===== AVAILABLE DATA
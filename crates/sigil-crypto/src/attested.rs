//! # Attested Bundles
//!
//! An [`AttestedBundle`] pairs a [`CanonicalBundle`] with the KAS
//! signatures made over it. Attaching a signature yields a new value and
//! leaves both the bundle and the original attested value untouched; the
//! bundle itself is shared, never copied or rebuilt, so its bytes and
//! hash cannot drift.

use std::sync::Arc;

use serde_json::{json, Value};
use sigil_bundle::CanonicalBundle;

use crate::attestation::{verify_attestation, AttestationSig};
use crate::challenge::Scope;
use crate::error::KasError;
use crate::owner::derive_owner_key;

#[derive(Debug, Clone)]
pub struct AttestedBundle {
    bundle: Arc<CanonicalBundle>,
    attestations: Vec<AttestationSig>,
}

impl AttestedBundle {
    pub fn new(bundle: CanonicalBundle) -> Self {
        Self::from_shared(Arc::new(bundle))
    }

    pub fn from_shared(bundle: Arc<CanonicalBundle>) -> Self {
        Self {
            bundle,
            attestations: Vec::new(),
        }
    }

    pub fn bundle(&self) -> &CanonicalBundle {
        &self.bundle
    }

    pub fn attestations(&self) -> &[AttestationSig] {
        &self.attestations
    }

    /// Return a copy with `sig` appended.
    ///
    /// The signature must verify against this bundle's hash. A bundle has
    /// at most one author attestation.
    pub fn attach(&self, sig: AttestationSig, rp_ids: &[String]) -> Result<Self, KasError> {
        let bundle_hash = self.bundle.bundle_hash();
        if !verify_attestation(&sig, &bundle_hash, rp_ids) {
            return Err(KasError::Input(format!(
                "{} attestation does not verify for bundle {}",
                sig.scope,
                bundle_hash.to_hex()
            )));
        }
        if sig.scope == Scope::Author && self.author().is_some() {
            return Err(KasError::Input("bundle already has an author attestation".into()));
        }
        let mut attestations = self.attestations.clone();
        attestations.push(sig);
        Ok(Self {
            bundle: Arc::clone(&self.bundle),
            attestations,
        })
    }

    pub fn author(&self) -> Option<&AttestationSig> {
        self.attestations.iter().find(|s| s.scope == Scope::Author)
    }

    /// The most recent receive attestation, i.e. the current holder.
    pub fn latest_receive(&self) -> Option<&AttestationSig> {
        self.attestations.iter().rev().find(|s| s.scope == Scope::Receive)
    }

    /// Owner key of the current holder, if the last receive attestation
    /// carries its ceremony pulse.
    pub fn owner_key(&self) -> Option<Result<String, KasError>> {
        let sig = self.latest_receive()?;
        let pulse = sig.created_at_pulse?;
        Some(derive_owner_key(&sig.pub_key_jwk, pulse, &self.bundle.bundle_hash()))
    }

    /// Re-verify every attestation against the bundle hash.
    pub fn verify_all(&self, rp_ids: &[String]) -> bool {
        let bundle_hash = self.bundle.bundle_hash();
        self.attestations
            .iter()
            .all(|sig| verify_attestation(sig, &bundle_hash, rp_ids))
    }

    /// The proof bundle with the attestations alongside it.
    pub fn to_json(&self) -> Value {
        json!({
            "proofBundle": self.bundle.proof_bundle(),
            "kas": self.attestations,
        })
    }
}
==========
- ASSIGNMENT
Only the lines containing the word "with" should be returned from the data above.

- OUTPUT BELOW
//! An [`AttestedBundle`] pairs a [`CanonicalBundle`] with the KAS
    /// Return a copy with `sig` appended.
    /// The proof bundle with the attestations alongside it.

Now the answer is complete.